Moreover, Michael and I are both completely new to Ubuntu, so we were a bit flummoxed by the Ubuntu Repository Package instructions that appear on the Archivematica site. I did a little Googling and discovered that we had to access Ubuntu's command line interface to install Archivematica and that we could do so via Terminal. We also found Michael Bennett's step-by-step instructions, which highlight some trouble spots, really helpful. However, Bennett's instructions illustrate how to copy the installation commands from the Archivematica Web site and paste them into the Terminal interface, and for some reason we simply couldn't paste the text we copied into Terminal. We were a little pressed for time, so in lieu of troubleshooting our copy/paste problem, we opted to type all of the installation commands into Terminal -- and hit a few trouble spots of our own as a result.

We hesitantly entered the command to add the first Archivematica PPA, and were gratified to discover that it apparently worked: the screen displayed a few lines of text, the word "error" didn't appear anywhere, and we were prompted to enter another command. We ran the second Archivematica PPA command and the trio of archivematica-shotgun commands without incident, but we had real problems running the vmInstaller-environment.sh. After about half a dozen error messages, we figured out what we were doing wrong: our all-too-human minds led us to read "enviroment," the last element in the command, as "environment."

There is only one "n" in "enviroment"!

Entering the flock (i.e., file lock) call also posed a few problems. Because we were typing, not copying and pasting, the commands, we first had to figure out whether the five asterisks at the start of the call were separated by spaces; they are. Then we had to figure out how to access the end of the flock call, which is hard to see on the Archivematica Web site. Fortunately, M.J. Bennett's instructions revealed that the text was indeed there, and we could view it when we highlighted it.

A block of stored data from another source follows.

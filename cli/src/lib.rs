pub mod api;
pub mod app;
pub mod audio;
pub mod config;
pub mod journal;
pub mod melody;
pub mod mood;
pub mod types;
pub mod week;
//! # Melody pipeline
//!
//! Turns an ordered list of mood pitches into sound.
//!
//! - `sequencer` - pure schedule of note onsets (0.5s apart, eighth-note long)
//! - `playback` - live playback with per-note progress events, one at a time
//! - `render` - real-time capture of the same schedule into a WAV asset
//! - `dispatch` - one-shot save of a rendered asset with deferred cleanup
//!
//! Playback and render share [`sequencer::TRAILING_MARGIN_SECS`], so a melody
//! of N notes always lasts `N * 0.5s + margin` whichever way it is realized.

mod dispatch;
mod error;
mod playback;
mod render;
mod sequencer;

pub use dispatch::{DirectoryTarget, DownloadDispatcher, SaveTarget, SavedDownload, RELEASE_DELAY};
pub use error::MelodyError;
pub use playback::{PlaybackEngine, PlaybackEvent, PlaybackHandle, PlaybackState};
pub use render::{RenderEngine, RenderedAsset};
pub use sequencer::{
    build_schedule, MelodySchedule, ScheduledNote, NOTE_DURATION_SECS, NOTE_INTERVAL_SECS,
    TEMPO_BPM, TRAILING_MARGIN_SECS,
};

use crate::{
    audio::{lock_voice, AudioContext, CaptureDevice, SharedVoice},
    mood::Pitch,
};
use std::sync::Arc;

/// Arms every note of `schedule` on `voice`, relative to clock time `now`.
fn arm_schedule(voice: &SharedVoice, schedule: &MelodySchedule, now: f64) -> Result<(), MelodyError> {
    let mut voice = lock_voice(voice);
    for note in schedule.notes() {
        voice
            .trigger_attack_release(note.pitch, note.duration, now + note.start_offset)
            .map_err(MelodyError::Synthesis)?;
    }
    Ok(())
}

/// Entry points the presentation layer drives.
pub struct MelodyService {
    playback: PlaybackEngine,
    render: RenderEngine,
    dispatcher: DownloadDispatcher,
}

impl MelodyService {
    pub fn new(
        context: Arc<AudioContext>,
        capture: Arc<dyn CaptureDevice>,
        dispatcher: DownloadDispatcher,
    ) -> Self {
        Self {
            playback: PlaybackEngine::new(context.clone()),
            render: RenderEngine::new(context, capture),
            dispatcher,
        }
    }

    pub fn playback(&self) -> &PlaybackEngine {
        &self.playback
    }

    pub async fn play(&self, pitches: &[Pitch]) -> Result<PlaybackHandle, MelodyError> {
        self.playback.play(pitches).await
    }

    pub async fn render(
        &self,
        pitches: &[Pitch],
        filename: &str,
    ) -> Result<RenderedAsset, MelodyError> {
        self.render.render(pitches, filename).await
    }

    pub async fn render_and_download(
        &self,
        pitches: &[Pitch],
        filename: &str,
    ) -> Result<SavedDownload, MelodyError> {
        let asset = self.render.render(pitches, filename).await?;
        self.dispatcher.save(asset, filename).await
    }
}

#[cfg(test)]
mod tests {
    use super::*;
    use crate::{
        audio::{testing::FakeOutput, WavCapture},
        mood::Mood,
        week::Week,
    };
    use chrono::NaiveDate;
    use std::time::Duration;
    use tokio::time::Instant;

    #[tokio::test(start_paused = true)]
    async fn weekly_moods_become_a_saved_melody() {
        let downloads = tempfile::tempdir().unwrap();
        let context = Arc::new(AudioContext::new(Arc::new(FakeOutput::default()), 8_000));
        let dispatcher = DownloadDispatcher::new(Arc::new(DirectoryTarget::new(downloads.path())))
            .with_release_delay(Duration::from_millis(100));
        let service = MelodyService::new(context, Arc::new(WavCapture), dispatcher);

        let week = Week::containing(NaiveDate::from_ymd_opt(2024, 1, 4).unwrap());
        let filename = week.download_filename();
        let pitches = [Mood::Happy.pitch(), Mood::Calm.pitch(), Mood::Sad.pitch()];

        let started = Instant::now();
        let saved = service.render_and_download(&pitches, &filename).await.unwrap();
        assert!(started.elapsed() >= Duration::from_millis(1_700));

        let path = saved.released().await;
        assert_eq!(path, downloads.path().join("WeeklyMoodMelody_Jan1_Jan7.wav"));
        let reader = hound::WavReader::open(&path).unwrap();
        let seconds = reader.duration() as f64 / 8_000.0;
        assert!((seconds - 1.7).abs() < 0.05);
    }

    #[tokio::test(start_paused = true)]
    async fn playback_and_render_reject_empty_moods() {
        let context = Arc::new(AudioContext::new(Arc::new(FakeOutput::default()), 8_000));
        let dispatcher = DownloadDispatcher::new(Arc::new(DirectoryTarget::new("unused")));
        let service = MelodyService::new(context, Arc::new(WavCapture), dispatcher);

        assert!(matches!(service.play(&[]).await, Err(MelodyError::EmptyInput)));
        assert!(matches!(
            service.render_and_download(&[], "empty.wav").await,
            Err(MelodyError::EmptyInput)
        ));
        assert_eq!(service.playback().state(), PlaybackState::Idle);
    }
}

The highlighted segment of the flock call reads: /sharedDirectory/watchedDirectories/quarantined" Note the presence of the the quotation mark at the end.

After we rebooted our Ubuntu virtual machine, we were able to access Archivematica without any problems . . . but had to shut it down immediately and make our way to a previously scheduled event.

Michael and I estimated that it took a total of about four hours to install VirtualBox, Xubuntu 10.4, and Archivematica, and I'm pretty sure that the fumbles outlined above and our repeated readings of various installation manuals took up approximately one hour of that time. Moreover, a lot of the Archivematica installation time was taken up by sitting around and waiting for the commands to execute -- be prepared to see many, many lines of text appear in Ubuntu's Terminal -- and we could have done a little light work (e.g., proofreading draft MARC records, completing travel paperwork) while waiting to enter the next command.

I'm out of the office at the moment and Michael's going to have to focus on other projects during the next couple of weeks, but we'll start experimenting with Archivematica as soon as we get the chance. In the coming months, I'll put up at least a couple of posts outlining our findings.